Some things I learned (and/or daydreamed about) while watching the University of Arizona football game last Thursday night:
• Regular-season college football games should be played on Saturdays. Period. They should be played on Saturday afternoons in most parts of the country, and on Saturday evenings in Texas, Louisiana and the Southwest during September and parts of October. That way, people can make a day of it.
No matter how much money ESPN and other networks throw at the schools, the guardians of college football should stand firm. Well, at least they should have tried to stand firm for a little while before eventually whoring themselves out. Tradition should mean something.
• Arizona Stadium was maybe half-full at game time, and people were still filing in during the second quarter. Putting a game on a weeknight means that working people need to come straight from work, and students need to change their study routines and sleep habits. Even with the Wildcats scoring six straight touchdowns, a streaker and a bench-clearing brawl, there was a blah feeling to the night.
• Even worse than Thursday-night football on TV are the Friday-night college telecasts, which are in direct competition with high school football. As with colleges, football is the biggest moneymaker for high school athletic programs. For decades, there was a gentlemen's agreement in place that kept the networks from scheduling and broadcasting big-time sports on Friday nights during high school football season. (The late Mo Udall, while in the House of Representatives, actually considered codifying that agreement, fearing that greed would win the day, as it obviously has.)
• Here's one last yucky thing about TV-über-alles and the scheduling of games: Last Saturday's big showdown between Oklahoma State and Missouri started at 11 a.m., local time, completely ruining any opportunities for tailgating. Do you know how hard it is to barbecue eggs?
• Do you think recently fired UA football coach Mike Stoops watched the UA game? If he did, that had to be painful. You can throw out all the platitudes you want, but a normal human being is not going to want his former team to succeed without him. That's just human nature. You don't want your ex-boyfriend to start dating somebody prettier than you, and you don't want the team that you coached to five straight blowout losses (and 10 straight losses to Division I schools) to rise up and pimp-slap somebody in the first game after you're gone. Sure, he's got $1.2 million with which to wipe away his tears, but it had to suck, nevertheless.

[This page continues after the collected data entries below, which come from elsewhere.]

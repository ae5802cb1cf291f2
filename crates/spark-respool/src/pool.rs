use std::collections::BTreeMap;

use crate::error::PoolError;

/// 资源池内的线性地址。
///
/// 地址只是窗口内的偏移记账值，本身不可解引用；
/// 真实内存由上层（共享区、RDMA 注册区等）按该地址解释。
pub type ResAddr = u64;

/// `ResPool` 在固定地址区间 `[start, start + size)` 上执行 best-fit 分配。
///
/// # 模块角色（Why）
/// - 数据面在建立连接时一次性切出少量大块、长寿命的缓冲区与元数据区，
///   碎片控制比分配速度更重要，因此采用 best-fit 而非 first-fit；
/// - 长时间运行的流水线会反复建立/拆除连接，释放时必须与相邻空闲区间合并，
///   否则空闲链表只会单调碎片化。
///
/// # 核心机制（How）
/// - `free` 与 `used` 均为以起始地址为键的 `BTreeMap`，值为区间长度；
/// - 分配时扫描所有空闲区间，计算对齐填充后的总需求，选择满足需求的最小区间（同长取低地址）；
///   对齐填充留在原处保持空闲，尾部剩余部分重新插回空闲表；
/// - 释放时借助 `range(..addr).next_back()` 找到前驱，借助 `addr + len` 找到后继，双向合并。
///
/// # 契约说明（What）
/// - **不变式**：存活区间两两不重叠，且每个区间起始地址满足请求的对齐；
/// - **后置条件**：全部释放后空闲表只剩一个覆盖整个池的区间；
/// - **并发**：不做内部同步，调用方需在外部串行化（参见 [`crate::SharedPool`]）。
///
/// # 设计权衡（Trade-offs）
/// - 分配为 O(n) 扫描；数据面每条连接只有少量区间，换来的是实现简单且可证明不重叠。
#[derive(Debug)]
pub struct ResPool {
    start: ResAddr,
    size: u64,
    free: BTreeMap<ResAddr, u64>,
    used: BTreeMap<ResAddr, u64>,
    failed_allocations: u64,
}

/// 资源池统计快照。
#[derive(Clone, Copy, Debug, Default, Eq, PartialEq)]
pub struct PoolStats {
    /// 池的总容量（字节）。
    pub total: u64,
    /// 当前空闲字节数（含对齐填充留下的碎片）。
    pub available: u64,
    /// 存活分配的数量。
    pub live_allocations: usize,
    /// 空闲区间数量；全部释放后应为 1。
    pub free_extents: usize,
    /// 最大空闲区间长度。
    pub largest_free: u64,
    /// 自创建以来因容量不足失败的分配次数。
    pub failed_allocations: u64,
}

impl ResPool {
    /// 以固定地址区间创建资源池。
    ///
    /// # 契约
    /// - `size` 必须大于 0，且 `start + size` 不得溢出 `u64`；
    /// - 创建后整个区间为单个空闲区间。
    pub fn new(start: ResAddr, size: u64) -> Result<Self, PoolError> {
        if size == 0 || start.checked_add(size).is_none() {
            return Err(PoolError::InvalidRange { start, size });
        }
        let mut free = BTreeMap::new();
        free.insert(start, size);
        Ok(Self {
            start,
            size,
            free,
            used: BTreeMap::new(),
            failed_allocations: 0,
        })
    }

    /// 分配 `nbytes` 字节并按 `alignment` 对齐，返回区间起始地址。
    ///
    /// # 参数与契约
    /// - `nbytes`：请求长度，实际占用按 `alignment` 向上取整；
    /// - `alignment`：必须是非零的 2 的幂；
    /// - **失败语义**：不存在可容纳的区间时返回 [`PoolError::Exhausted`]，
    ///   池状态保持不变，不会部分成功，也不会返回未对齐的地址。
    ///
    /// # 实现策略
    /// 1. 校验参数并计算取整后的长度；
    /// 2. 遍历空闲区间，记录“填充 + 长度”可容纳的最小区间；
    /// 3. 拆分选中区间：填充与尾部剩余重新挂回空闲表，中间部分记入已用表。
    pub fn alloc(&mut self, nbytes: u64, alignment: u64) -> Result<ResAddr, PoolError> {
        if nbytes == 0 {
            return Err(PoolError::ZeroSize);
        }
        if alignment == 0 || !alignment.is_power_of_two() {
            return Err(PoolError::InvalidAlignment { alignment });
        }
        let exhausted = |pool: &mut Self| {
            pool.failed_allocations += 1;
            PoolError::Exhausted {
                requested: nbytes,
                alignment,
                largest_free: pool.largest_free(),
            }
        };
        let Some(rounded) = round_up(nbytes, alignment) else {
            return Err(exhausted(self));
        };

        let mut best: Option<(ResAddr, u64, ResAddr)> = None;
        for (&extent, &len) in &self.free {
            let Some(aligned) = round_up(extent, alignment) else {
                continue;
            };
            let Some(need) = (aligned - extent).checked_add(rounded) else {
                continue;
            };
            if need > len {
                continue;
            }
            // 同长区间保留先遇到的低地址区间。
            if best.is_none_or(|(_, best_len, _)| len < best_len) {
                best = Some((extent, len, aligned));
            }
        }

        let Some((extent, len, aligned)) = best else {
            return Err(exhausted(self));
        };
        self.free.remove(&extent);
        if aligned > extent {
            self.free.insert(extent, aligned - extent);
        }
        let tail_start = aligned + rounded;
        let tail_len = extent + len - tail_start;
        if tail_len > 0 {
            self.free.insert(tail_start, tail_len);
        }
        self.used.insert(aligned, rounded);
        Ok(aligned)
    }

    /// 释放 `addr` 对应的区间，返回其占用长度。
    ///
    /// 释放后与前驱、后继空闲区间合并。未分配或已释放的地址返回
    /// [`PoolError::UnknownAddress`]，池状态保持不变。
    pub fn free(&mut self, addr: ResAddr) -> Result<u64, PoolError> {
        let len = self
            .used
            .remove(&addr)
            .ok_or(PoolError::UnknownAddress { addr })?;

        let mut merged_start = addr;
        let mut merged_len = len;
        if let Some((&prev, &prev_len)) = self.free.range(..addr).next_back()
            && prev + prev_len == addr
        {
            self.free.remove(&prev);
            merged_start = prev;
            merged_len += prev_len;
        }
        if let Some(next_len) = self.free.remove(&(addr + len)) {
            merged_len += next_len;
        }
        self.free.insert(merged_start, merged_len);
        Ok(len)
    }

    /// 池的起始地址。
    pub fn start(&self) -> ResAddr {
        self.start
    }

    /// 池的总容量。
    pub fn size(&self) -> u64 {
        self.size
    }

    /// 当前空闲字节总数。
    pub fn available(&self) -> u64 {
        self.free.values().sum()
    }

    /// 最大空闲区间长度；池满时为 0。
    pub fn largest_free(&self) -> u64 {
        self.free.values().copied().max().unwrap_or(0)
    }

    pub fn live_allocations(&self) -> usize {
        self.used.len()
    }

    pub fn free_extents(&self) -> usize {
        self.free.len()
    }

    /// 查询存活分配的占用长度（取整后）。
    pub fn allocation_len(&self, addr: ResAddr) -> Option<u64> {
        self.used.get(&addr).copied()
    }

    /// 汇总统计快照。
    pub fn stats(&self) -> PoolStats {
        PoolStats {
            total: self.size,
            available: self.available(),
            live_allocations: self.used.len(),
            free_extents: self.free.len(),
            largest_free: self.largest_free(),
            failed_allocations: self.failed_allocations,
        }
    }
}

impl Drop for ResPool {
    fn drop(&mut self) {
        if self.used.is_empty() {
            return;
        }
        let leaked: u64 = self.used.values().sum();
        tracing::warn!(
            pool.start = self.start,
            pool.live_allocations = self.used.len(),
            pool.leaked_bytes = leaked,
            "resource pool dropped with live allocations; extents are leaked"
        );
    }
}

fn round_up(value: u64, alignment: u64) -> Option<u64> {
    let mask = alignment - 1;
    value.checked_add(mask).map(|v| v & !mask)
}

• One of the good things about getting older is that you can watch the generational shifts as they take place. During the late-summer and early-fall months, I coach middle school six-man flag football, which is almost as exciting as it sounds.
We don't have a whole lot of kids on the squad, but those we do have make up for the lack of bodies by having a general lack of body strength. I named one play "Virgil Earp," because if it works right, the kid who ends up throwing the pass has a dead arm which is pretty much useless. (That's one example of the generational difference. The kids laugh when I explain the names of the plays; the parents, not so much.)
Anyway, the team is wildly overachieving, considering the albatross of a coach around its collective neck. We finished the regular season tied for third place and clinched a home playoff game for the first time in school history. As it happens, my quarterback is a left-handed Asian girl named Hope. In probably half the games this season, she was clearly the best athlete on the field for either team.
While her teammates don't bat an eyelash over her playing, twice this season, I've had adults come up to me and question me. One said, "So, what are you trying to prove? Is this some kind of social experiment?"
I, keeping my focus on that coveted Sportsmanship Award, said, "Dude, your kid's team just got whupped, and that 'social experiment' accounted for four touchdowns." (Hope ran for two scores, passed for another, and returned an interception for a TD.)
• Fighting in football remains the second-stupidest thing in all of sport. In football, you get to line up 70 or 80 times a game and hit people as hard as you can. Why, then, would there ever be a need to fight?
• UA Athletic Director Greg Byrne is a baaaad man. He basically got two NCAA football coaches fired in one fell swoop. There's no way UCLA coach Rick Neuheisel survives after the beatdown his team took last Thursday. UA interim head coach Tim Kish ought to consider retiring with a record of 1-0 after that masterpiece.
• One last thing: Is it just me, or did it bother you that at the press conference to announce Stoops' firing, Byrne wasn't wearing a tie? Oh, well; maybe it's just a generational thing.